• [PROBLEM STATEMENT]:
Among the lines below, take the one holding "let mut instance", the one holding "pub fn new(tokens: &'a", and all lines between them. Set them down exactly.

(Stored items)
---
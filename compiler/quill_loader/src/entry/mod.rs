//! The fixed `Program.GetString()` entry point.
//!
//! [`EntryPoint::resolve`] checks the module's symbol table before any user
//! code runs: exactly one exported `Program`, a zero-argument constructor,
//! a zero-argument `GetString`. [`EntryPoint::invoke`] then constructs and
//! calls, converting a panic at either step into the matching
//! [`InvokeError`].

use std::any::Any;
use std::panic::{catch_unwind, AssertUnwindSafe};
use std::sync::Arc;

use crate::{CancelFlag, ExportedType, InvokeError, LoadedModule};

pub const ENTRY_TYPE: &str = "Program";
pub const ENTRY_METHOD: &str = "GetString";

/// A type that passed the entry-point capability check.
pub struct EntryPoint {
    program: Arc<dyn ExportedType>,
}

impl EntryPoint {
    pub fn resolve(module: &dyn LoadedModule) -> Result<Self, InvokeError> {
        let mut candidates: Vec<Arc<dyn ExportedType>> = module
            .exported_types()
            .into_iter()
            .filter(|ty| ty.name() == ENTRY_TYPE)
            .collect();
        if candidates.len() != 1 {
            return Err(InvokeError::AmbiguousOrMissingEntryType {
                found: candidates.len(),
            });
        }
        let program = candidates.remove(0);

        if !program.has_constructor(0) {
            return Err(InvokeError::ConstructionFailed(format!(
                "`{ENTRY_TYPE}` has no zero-argument constructor"
            )));
        }
        if !program.has_method(ENTRY_METHOD, 0) {
            return Err(InvokeError::MissingMethod {
                type_name: ENTRY_TYPE.to_string(),
                method: ENTRY_METHOD.to_string(),
            });
        }
        Ok(EntryPoint { program })
    }

    /// Construct `Program` and call `GetString`.
    ///
    /// `Ok(None)` means the method returned `none`: a valid run with no
    /// output.
    pub fn invoke(&self, cancel: &CancelFlag) -> Result<Option<String>, InvokeError> {
        let mut instance = match catch_unwind(AssertUnwindSafe(|| self.program.construct(cancel)))
        {
            Ok(Ok(instance)) => instance,
            Ok(Err(fault)) => return Err(InvokeError::ConstructionFailed(fault.to_string())),
            Err(payload) => {
                return Err(InvokeError::ConstructionFailed(panic_message(&*payload)));
            }
        };
        tracing::debug!("entry type constructed");

        match catch_unwind(AssertUnwindSafe(|| instance.call(ENTRY_METHOD, cancel))) {
            Ok(Ok(value)) => Ok(value.to_text()),
            Ok(Err(fault)) => Err(InvokeError::UserCodeFailed(fault.to_string())),
            Err(payload) => Err(InvokeError::UserCodeFailed(panic_message(&*payload))),
        }
    }
}

/// Resolve and invoke in one step.
pub fn invoke_entry_point(
    module: &dyn LoadedModule,
    cancel: &CancelFlag,
) -> Result<Option<String>, InvokeError> {
    EntryPoint::resolve(module)?.invoke(cancel)
}

fn panic_message(payload: &(dyn Any + Send)) -> String {
    if let Some(s) = payload.downcast_ref::<String>() {
        format!("panicked: {s}")
    } else if let Some(s) = payload.downcast_ref::<&str>() {
        format!("panicked: {s}")
    } else {
        "panicked".to_string()
    }
}
//! Token cursor for navigating the token stream.

use quill_ir::Span;

use crate::quill::lexer::{SpannedToken, Token};

/// Cursor over a token stream that always ends in [`Token::Eof`].
pub struct Cursor<'a> {
    tokens: &'a [SpannedToken],
    pos: usize,
}

impl<'a> Cursor<'a> {
    pub fn new(tokens: &'a [SpannedToken]) -> Self {
        debug_assert!(matches!(
            tokens.last().map(|t| &t.token),
            Some(Token::Eof)
        ));
        Cursor { tokens, pos: 0 }
    }

    /// The current token; sticks at `Eof` once reached.
    pub fn current(&self) -> &'a SpannedToken {
        let last = self.tokens.len() - 1;
        &self.tokens[self.pos.min(last)]
    }

    pub fn previous_span(&self) -> Span {
        self.pos
            .checked_sub(1)
            .and_then(|idx| self.tokens.get(idx))
            .map_or(Span::DUMMY, |t| t.span)
    }

    pub fn at_eof(&self) -> bool {
        matches!(self.current().token, Token::Eof)
    }

    /// Check the current token's kind, ignoring payloads.
    pub fn check(&self, kind: &Token) -> bool {
        std::mem::discriminant(&self.current().token) == std::mem::discriminant(kind)
    }

    /// Consume the current token and return it.
    pub fn bump(&mut self) -> &'a SpannedToken {
        let token = self.current();
        if !self.at_eof() {
            self.pos += 1;
        }
        token
    }

    /// Consume the current token if it matches.
    pub fn eat(&mut self, kind: &Token) -> bool {
        if self.check(kind) {
            self.bump();
            true
        } else {
            false
        }
    }
}
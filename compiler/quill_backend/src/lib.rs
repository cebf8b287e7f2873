//! Compiler backend seam for the playground pipeline.
//!
//! The orchestrator drives any [`CompilerBackend`] through two stages:
//!
//! ```text
//! SourceUnit ──parse──► Parsed { syntax, diagnostics }
//!                          │  (only if no error diagnostics)
//!                          ▼
//!            syntax + ReferenceCatalog ──emit──► Emitted { module, diagnostics }
//!                                              │ EmitFailure { diagnostics }
//! ```
//!
//! Diagnostic text is backend-defined and passed through verbatim.
//!
//! [`QuillBackend`] is the bundled implementation: a compiler for Quill, a
//! small playground language that emits `QMOD` module images.

mod quill;

use quill_diagnostic::Diagnostic;
use quill_ir::{BinaryModule, SourceUnit};
use quill_refs::ReferenceCatalog;

pub use quill::{ast, ErrorCode, QuillBackend, SyntaxTree};

/// Language version flag handed to the parser.
#[derive(Copy, Clone, Eq, PartialEq, Hash, Debug, Default)]
pub enum LanguageVersion {
    Stable,
    /// Stable plus features still under evaluation.
    #[default]
    Preview,
}

impl LanguageVersion {
    pub fn is_preview(self) -> bool {
        matches!(self, LanguageVersion::Preview)
    }
}

impl std::str::FromStr for LanguageVersion {
    type Err = String;

    fn from_str(s: &str) -> Result<Self, Self::Err> {
        match s.to_ascii_lowercase().as_str() {
            "stable" => Ok(LanguageVersion::Stable),
            "preview" => Ok(LanguageVersion::Preview),
            other => Err(format!("unknown language version `{other}`")),
        }
    }
}

/// Options for the parse stage.
#[derive(Clone, Debug, Default, PartialEq, Eq)]
pub struct ParseOptions {
    pub language_version: LanguageVersion,
}

/// Options for the emit stage.
#[derive(Clone, Debug, PartialEq, Eq)]
pub struct EmitOptions {
    /// Name recorded in the emitted module.
    pub module_name: String,
}

/// Default name of emitted modules.
pub const DEFAULT_MODULE_NAME: &str = "Playground";

impl Default for EmitOptions {
    fn default() -> Self {
        EmitOptions {
            module_name: DEFAULT_MODULE_NAME.to_string(),
        }
    }
}

/// Output of the parse stage.
#[derive(Clone, Debug)]
pub struct Parsed<S> {
    pub syntax: S,
    pub diagnostics: Vec<Diagnostic>,
}

impl<S> Parsed<S> {
    pub fn has_errors(&self) -> bool {
        quill_diagnostic::has_errors(&self.diagnostics)
    }
}

/// Successful emit: the module plus any non-fatal diagnostics.
#[derive(Clone, Debug)]
pub struct Emitted {
    pub module: BinaryModule,
    pub diagnostics: Vec<Diagnostic>,
}

/// Failed emit: every diagnostic produced, at least one of them an error.
#[derive(Clone, Debug)]
pub struct EmitFailure {
    pub diagnostics: Vec<Diagnostic>,
}

/// An external compiler: parse, diagnose, emit.
///
/// Implementations must be pure with respect to their inputs; the service
/// may call them from a blocking worker thread.
pub trait CompilerBackend: Send + Sync + 'static {
    /// Backend-specific syntax representation handed from parse to emit.
    type Syntax: Send + 'static;

    fn parse(&self, source: &SourceUnit, options: &ParseOptions) -> Parsed<Self::Syntax>;

    fn emit(
        &self,
        syntax: &Self::Syntax,
        references: &ReferenceCatalog,
        options: &EmitOptions,
    ) -> Result<Emitted, EmitFailure>;
}

#[cfg(test)]
mod tests {
    use super::*;

    #[test]
    fn test_language_version_from_str() {
        assert_eq!("Preview".parse(), Ok(LanguageVersion::Preview));
        assert_eq!("stable".parse(), Ok(LanguageVersion::Stable));
        assert!("latest".parse::<LanguageVersion>().is_err());
    }

    #[test]
    fn test_defaults() {
        assert!(ParseOptions::default().language_version.is_preview());
        assert_eq!(EmitOptions::default().module_name, "Playground");
    }
}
---
• [OUTPUT FOR THIS TASK]:
        let mut instance = match catch_unwind(AssertUnwindSafe(|| self.program.construct(cancel)))
        {
            Ok(Ok(instance)) => instance,
            Ok(Err(fault)) => return Err(InvokeError::ConstructionFailed(fault.to_string())),
            Err(payload) => {
                return Err(InvokeError::ConstructionFailed(panic_message(&*payload)));
            }
        };
        tracing::debug!("entry type constructed");

        match catch_unwind(AssertUnwindSafe(|| instance.call(ENTRY_METHOD, cancel))) {
            Ok(Ok(value)) => Ok(value.to_text()),
            Ok(Err(fault)) => Err(InvokeError::UserCodeFailed(fault.to_string())),
            Err(payload) => Err(InvokeError::UserCodeFailed(panic_message(&*payload))),
        }
    }
}

/// Resolve and invoke in one step.
pub fn invoke_entry_point(
    module: &dyn LoadedModule,
    cancel: &CancelFlag,
) -> Result<Option<String>, InvokeError> {
    EntryPoint::resolve(module)?.invoke(cancel)
}

fn panic_message(payload: &(dyn Any + Send)) -> String {
    if let Some(s) = payload.downcast_ref::<String>() {
        format!("panicked: {s}")
    } else if let Some(s) = payload.downcast_ref::<&str>() {
        format!("panicked: {s}")
    } else {
        "panicked".to_string()
    }
}
//! Token cursor for navigating the token stream.

use quill_ir::Span;

use crate::quill::lexer::{SpannedToken, Token};

/// Cursor over a token stream that always ends in [`Token::Eof`].
pub struct Cursor<'a> {
    tokens: &'a [SpannedToken],
    pos: usize,
}

impl<'a> Cursor<'a> {
    pub fn new(tokens: &'a [SpannedToken]) -> Self {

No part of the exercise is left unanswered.